[DIRECTIONS]
Copy each line containing "derive" from the listing below.

[INPUT DATA]
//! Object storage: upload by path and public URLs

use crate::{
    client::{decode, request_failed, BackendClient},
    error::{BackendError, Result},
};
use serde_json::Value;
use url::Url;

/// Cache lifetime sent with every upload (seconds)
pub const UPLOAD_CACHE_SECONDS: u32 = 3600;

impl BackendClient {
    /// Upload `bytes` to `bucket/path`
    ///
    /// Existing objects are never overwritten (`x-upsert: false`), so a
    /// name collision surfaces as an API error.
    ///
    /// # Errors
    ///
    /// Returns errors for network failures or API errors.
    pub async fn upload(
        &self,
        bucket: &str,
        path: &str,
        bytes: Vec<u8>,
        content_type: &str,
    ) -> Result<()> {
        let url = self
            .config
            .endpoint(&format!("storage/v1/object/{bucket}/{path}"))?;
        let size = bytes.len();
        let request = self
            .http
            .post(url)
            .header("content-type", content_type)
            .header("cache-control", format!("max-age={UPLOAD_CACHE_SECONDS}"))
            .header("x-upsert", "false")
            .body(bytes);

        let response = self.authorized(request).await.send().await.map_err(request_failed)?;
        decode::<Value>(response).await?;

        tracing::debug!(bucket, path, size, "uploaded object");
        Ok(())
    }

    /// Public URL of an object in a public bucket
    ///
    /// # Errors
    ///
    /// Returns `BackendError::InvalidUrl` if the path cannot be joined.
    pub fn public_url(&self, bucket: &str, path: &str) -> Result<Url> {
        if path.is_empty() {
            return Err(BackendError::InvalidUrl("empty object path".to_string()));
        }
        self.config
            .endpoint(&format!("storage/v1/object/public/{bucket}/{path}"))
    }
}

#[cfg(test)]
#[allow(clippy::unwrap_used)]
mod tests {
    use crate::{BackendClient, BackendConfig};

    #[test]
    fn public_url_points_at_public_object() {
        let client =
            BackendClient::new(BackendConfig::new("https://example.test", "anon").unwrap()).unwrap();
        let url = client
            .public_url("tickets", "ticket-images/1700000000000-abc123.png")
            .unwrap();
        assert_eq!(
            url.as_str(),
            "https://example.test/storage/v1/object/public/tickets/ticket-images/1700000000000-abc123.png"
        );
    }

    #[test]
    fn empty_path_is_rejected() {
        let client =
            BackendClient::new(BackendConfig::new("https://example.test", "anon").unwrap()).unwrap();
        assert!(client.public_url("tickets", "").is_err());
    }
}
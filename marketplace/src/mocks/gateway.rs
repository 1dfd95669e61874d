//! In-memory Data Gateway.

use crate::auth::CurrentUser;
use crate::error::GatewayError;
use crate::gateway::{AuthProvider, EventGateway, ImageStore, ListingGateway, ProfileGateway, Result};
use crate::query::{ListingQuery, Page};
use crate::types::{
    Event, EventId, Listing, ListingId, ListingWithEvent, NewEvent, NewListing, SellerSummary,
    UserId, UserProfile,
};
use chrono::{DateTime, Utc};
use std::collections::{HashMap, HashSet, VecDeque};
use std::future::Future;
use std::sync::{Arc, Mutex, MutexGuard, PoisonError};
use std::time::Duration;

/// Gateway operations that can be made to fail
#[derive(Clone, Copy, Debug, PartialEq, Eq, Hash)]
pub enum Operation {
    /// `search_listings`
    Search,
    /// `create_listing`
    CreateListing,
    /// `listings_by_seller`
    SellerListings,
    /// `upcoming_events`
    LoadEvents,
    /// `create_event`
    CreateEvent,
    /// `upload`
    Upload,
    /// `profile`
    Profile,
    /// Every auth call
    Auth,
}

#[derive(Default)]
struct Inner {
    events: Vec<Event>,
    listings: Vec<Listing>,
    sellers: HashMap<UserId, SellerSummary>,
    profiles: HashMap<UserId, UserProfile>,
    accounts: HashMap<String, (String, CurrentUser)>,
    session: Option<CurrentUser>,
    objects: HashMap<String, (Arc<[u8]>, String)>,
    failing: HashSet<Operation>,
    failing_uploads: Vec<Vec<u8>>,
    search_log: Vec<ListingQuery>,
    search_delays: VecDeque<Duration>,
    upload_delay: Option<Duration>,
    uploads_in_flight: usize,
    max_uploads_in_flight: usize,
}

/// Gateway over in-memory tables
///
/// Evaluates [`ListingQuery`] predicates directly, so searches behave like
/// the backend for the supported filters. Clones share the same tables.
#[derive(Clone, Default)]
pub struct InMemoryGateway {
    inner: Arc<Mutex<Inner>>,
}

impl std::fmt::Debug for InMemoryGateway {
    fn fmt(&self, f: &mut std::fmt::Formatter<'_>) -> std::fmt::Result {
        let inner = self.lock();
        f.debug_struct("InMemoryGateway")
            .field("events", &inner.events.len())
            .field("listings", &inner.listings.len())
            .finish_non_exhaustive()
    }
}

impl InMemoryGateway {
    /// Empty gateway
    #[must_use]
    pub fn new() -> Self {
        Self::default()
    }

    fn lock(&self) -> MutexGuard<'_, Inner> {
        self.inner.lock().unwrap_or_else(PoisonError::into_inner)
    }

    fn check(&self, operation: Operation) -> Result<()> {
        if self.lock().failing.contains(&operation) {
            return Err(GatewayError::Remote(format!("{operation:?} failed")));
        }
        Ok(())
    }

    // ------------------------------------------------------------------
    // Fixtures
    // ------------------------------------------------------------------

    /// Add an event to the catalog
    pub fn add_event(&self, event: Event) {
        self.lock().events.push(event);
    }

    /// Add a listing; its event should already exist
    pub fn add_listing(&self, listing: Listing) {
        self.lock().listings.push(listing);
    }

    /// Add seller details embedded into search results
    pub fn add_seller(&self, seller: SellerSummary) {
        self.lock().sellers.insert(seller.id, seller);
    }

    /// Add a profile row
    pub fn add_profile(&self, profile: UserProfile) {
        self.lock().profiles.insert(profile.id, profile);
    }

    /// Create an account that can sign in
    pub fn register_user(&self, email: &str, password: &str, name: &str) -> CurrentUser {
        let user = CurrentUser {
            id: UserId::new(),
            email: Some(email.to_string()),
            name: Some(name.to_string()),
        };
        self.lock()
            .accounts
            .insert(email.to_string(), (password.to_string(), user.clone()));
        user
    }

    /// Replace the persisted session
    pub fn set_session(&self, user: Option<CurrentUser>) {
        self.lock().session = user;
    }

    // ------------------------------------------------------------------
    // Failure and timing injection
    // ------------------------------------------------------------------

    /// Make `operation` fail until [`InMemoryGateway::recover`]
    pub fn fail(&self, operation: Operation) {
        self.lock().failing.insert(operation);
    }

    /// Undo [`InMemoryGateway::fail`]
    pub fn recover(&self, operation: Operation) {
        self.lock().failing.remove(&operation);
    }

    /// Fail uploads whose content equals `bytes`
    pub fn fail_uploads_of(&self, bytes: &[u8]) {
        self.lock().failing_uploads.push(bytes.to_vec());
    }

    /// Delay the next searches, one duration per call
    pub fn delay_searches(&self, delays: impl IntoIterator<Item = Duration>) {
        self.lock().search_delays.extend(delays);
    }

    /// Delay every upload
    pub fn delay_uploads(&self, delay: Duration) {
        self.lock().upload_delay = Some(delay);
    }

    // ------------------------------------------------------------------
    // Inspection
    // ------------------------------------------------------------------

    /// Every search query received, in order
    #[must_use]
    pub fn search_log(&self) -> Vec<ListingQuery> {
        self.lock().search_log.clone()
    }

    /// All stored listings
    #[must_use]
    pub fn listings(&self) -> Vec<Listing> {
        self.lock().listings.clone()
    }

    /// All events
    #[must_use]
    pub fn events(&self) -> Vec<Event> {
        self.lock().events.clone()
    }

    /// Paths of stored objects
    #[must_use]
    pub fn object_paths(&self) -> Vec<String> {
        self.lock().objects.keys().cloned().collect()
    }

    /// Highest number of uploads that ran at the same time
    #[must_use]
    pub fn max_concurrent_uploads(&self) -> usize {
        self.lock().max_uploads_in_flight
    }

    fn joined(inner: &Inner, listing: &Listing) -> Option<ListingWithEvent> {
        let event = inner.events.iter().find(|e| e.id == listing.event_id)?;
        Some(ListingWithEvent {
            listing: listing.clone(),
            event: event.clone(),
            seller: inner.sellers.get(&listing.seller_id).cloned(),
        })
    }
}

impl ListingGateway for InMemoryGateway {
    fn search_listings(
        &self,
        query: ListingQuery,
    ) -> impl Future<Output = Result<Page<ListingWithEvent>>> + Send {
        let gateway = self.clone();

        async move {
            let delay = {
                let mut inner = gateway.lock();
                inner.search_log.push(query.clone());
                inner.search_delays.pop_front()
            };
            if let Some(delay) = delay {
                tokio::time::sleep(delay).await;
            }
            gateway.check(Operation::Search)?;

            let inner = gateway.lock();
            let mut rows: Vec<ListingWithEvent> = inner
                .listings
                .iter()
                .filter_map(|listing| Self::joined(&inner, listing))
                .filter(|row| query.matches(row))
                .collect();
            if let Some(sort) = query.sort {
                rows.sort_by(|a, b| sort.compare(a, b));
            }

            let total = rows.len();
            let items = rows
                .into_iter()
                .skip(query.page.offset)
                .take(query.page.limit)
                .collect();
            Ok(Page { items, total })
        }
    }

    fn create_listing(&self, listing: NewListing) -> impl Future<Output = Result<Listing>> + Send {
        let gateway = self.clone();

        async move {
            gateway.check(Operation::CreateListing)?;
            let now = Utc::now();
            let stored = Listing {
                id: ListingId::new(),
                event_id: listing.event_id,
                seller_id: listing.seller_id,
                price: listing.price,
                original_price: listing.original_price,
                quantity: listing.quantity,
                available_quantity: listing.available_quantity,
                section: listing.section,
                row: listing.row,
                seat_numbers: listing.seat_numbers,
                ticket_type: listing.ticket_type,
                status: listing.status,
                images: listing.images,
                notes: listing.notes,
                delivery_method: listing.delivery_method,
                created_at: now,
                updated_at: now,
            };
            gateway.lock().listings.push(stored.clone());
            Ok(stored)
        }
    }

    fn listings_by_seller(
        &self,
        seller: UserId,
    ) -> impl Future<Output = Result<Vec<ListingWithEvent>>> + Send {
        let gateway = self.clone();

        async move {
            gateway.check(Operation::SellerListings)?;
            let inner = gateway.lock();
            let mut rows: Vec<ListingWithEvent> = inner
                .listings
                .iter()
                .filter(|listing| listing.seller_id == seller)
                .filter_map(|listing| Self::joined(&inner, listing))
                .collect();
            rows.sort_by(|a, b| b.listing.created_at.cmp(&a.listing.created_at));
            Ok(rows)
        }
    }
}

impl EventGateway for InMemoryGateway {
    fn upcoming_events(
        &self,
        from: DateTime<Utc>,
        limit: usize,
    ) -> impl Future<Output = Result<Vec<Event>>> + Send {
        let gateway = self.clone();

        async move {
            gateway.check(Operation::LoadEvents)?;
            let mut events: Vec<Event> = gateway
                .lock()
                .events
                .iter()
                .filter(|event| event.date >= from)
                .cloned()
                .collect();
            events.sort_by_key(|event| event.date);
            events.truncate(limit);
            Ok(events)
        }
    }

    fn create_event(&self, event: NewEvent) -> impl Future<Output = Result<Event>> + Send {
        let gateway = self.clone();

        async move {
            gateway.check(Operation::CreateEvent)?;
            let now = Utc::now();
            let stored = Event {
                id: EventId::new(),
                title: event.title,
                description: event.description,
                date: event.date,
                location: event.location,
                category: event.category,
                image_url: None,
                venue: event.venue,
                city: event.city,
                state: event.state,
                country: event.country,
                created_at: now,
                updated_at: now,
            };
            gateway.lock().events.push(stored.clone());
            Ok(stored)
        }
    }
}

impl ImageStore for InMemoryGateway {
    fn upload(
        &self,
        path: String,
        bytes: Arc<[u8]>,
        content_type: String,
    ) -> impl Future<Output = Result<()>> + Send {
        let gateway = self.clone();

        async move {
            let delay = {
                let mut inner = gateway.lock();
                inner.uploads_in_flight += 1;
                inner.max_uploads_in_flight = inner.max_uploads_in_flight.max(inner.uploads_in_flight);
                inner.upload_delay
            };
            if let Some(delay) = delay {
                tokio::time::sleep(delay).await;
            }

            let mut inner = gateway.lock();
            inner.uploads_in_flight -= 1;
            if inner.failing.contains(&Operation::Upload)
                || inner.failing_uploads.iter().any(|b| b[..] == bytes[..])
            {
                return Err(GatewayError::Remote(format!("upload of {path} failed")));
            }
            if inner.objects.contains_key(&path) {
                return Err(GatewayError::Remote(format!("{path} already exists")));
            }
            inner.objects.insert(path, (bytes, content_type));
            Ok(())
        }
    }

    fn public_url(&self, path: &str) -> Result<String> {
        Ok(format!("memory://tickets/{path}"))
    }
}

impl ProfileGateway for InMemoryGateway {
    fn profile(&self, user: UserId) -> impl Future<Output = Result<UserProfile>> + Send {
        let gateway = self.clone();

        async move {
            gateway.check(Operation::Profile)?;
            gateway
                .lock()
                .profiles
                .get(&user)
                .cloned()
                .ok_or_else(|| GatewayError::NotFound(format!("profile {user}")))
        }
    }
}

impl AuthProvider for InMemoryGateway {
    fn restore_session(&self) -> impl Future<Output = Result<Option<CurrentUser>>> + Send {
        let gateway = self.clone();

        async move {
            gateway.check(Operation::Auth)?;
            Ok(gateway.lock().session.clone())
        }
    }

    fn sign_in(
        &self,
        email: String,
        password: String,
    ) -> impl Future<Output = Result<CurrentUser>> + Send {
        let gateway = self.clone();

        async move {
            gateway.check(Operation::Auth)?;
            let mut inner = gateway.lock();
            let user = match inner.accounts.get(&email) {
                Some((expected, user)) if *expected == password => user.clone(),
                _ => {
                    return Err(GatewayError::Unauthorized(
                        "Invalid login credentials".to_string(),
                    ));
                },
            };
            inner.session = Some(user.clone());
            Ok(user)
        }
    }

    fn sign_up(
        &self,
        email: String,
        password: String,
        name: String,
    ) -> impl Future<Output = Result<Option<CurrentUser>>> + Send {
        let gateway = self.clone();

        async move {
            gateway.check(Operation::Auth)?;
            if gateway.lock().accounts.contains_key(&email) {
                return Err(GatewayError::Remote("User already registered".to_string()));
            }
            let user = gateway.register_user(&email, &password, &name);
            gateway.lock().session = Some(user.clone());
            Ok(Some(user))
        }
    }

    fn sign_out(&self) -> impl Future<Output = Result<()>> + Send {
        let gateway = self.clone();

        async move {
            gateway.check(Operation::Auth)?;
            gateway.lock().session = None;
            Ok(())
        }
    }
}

[RESULT FOR THIS EXERCISE]
#[derive(Clone, Copy, Debug, PartialEq, Eq, Hash)]
#[derive(Default)]
#[derive(Clone, Default)]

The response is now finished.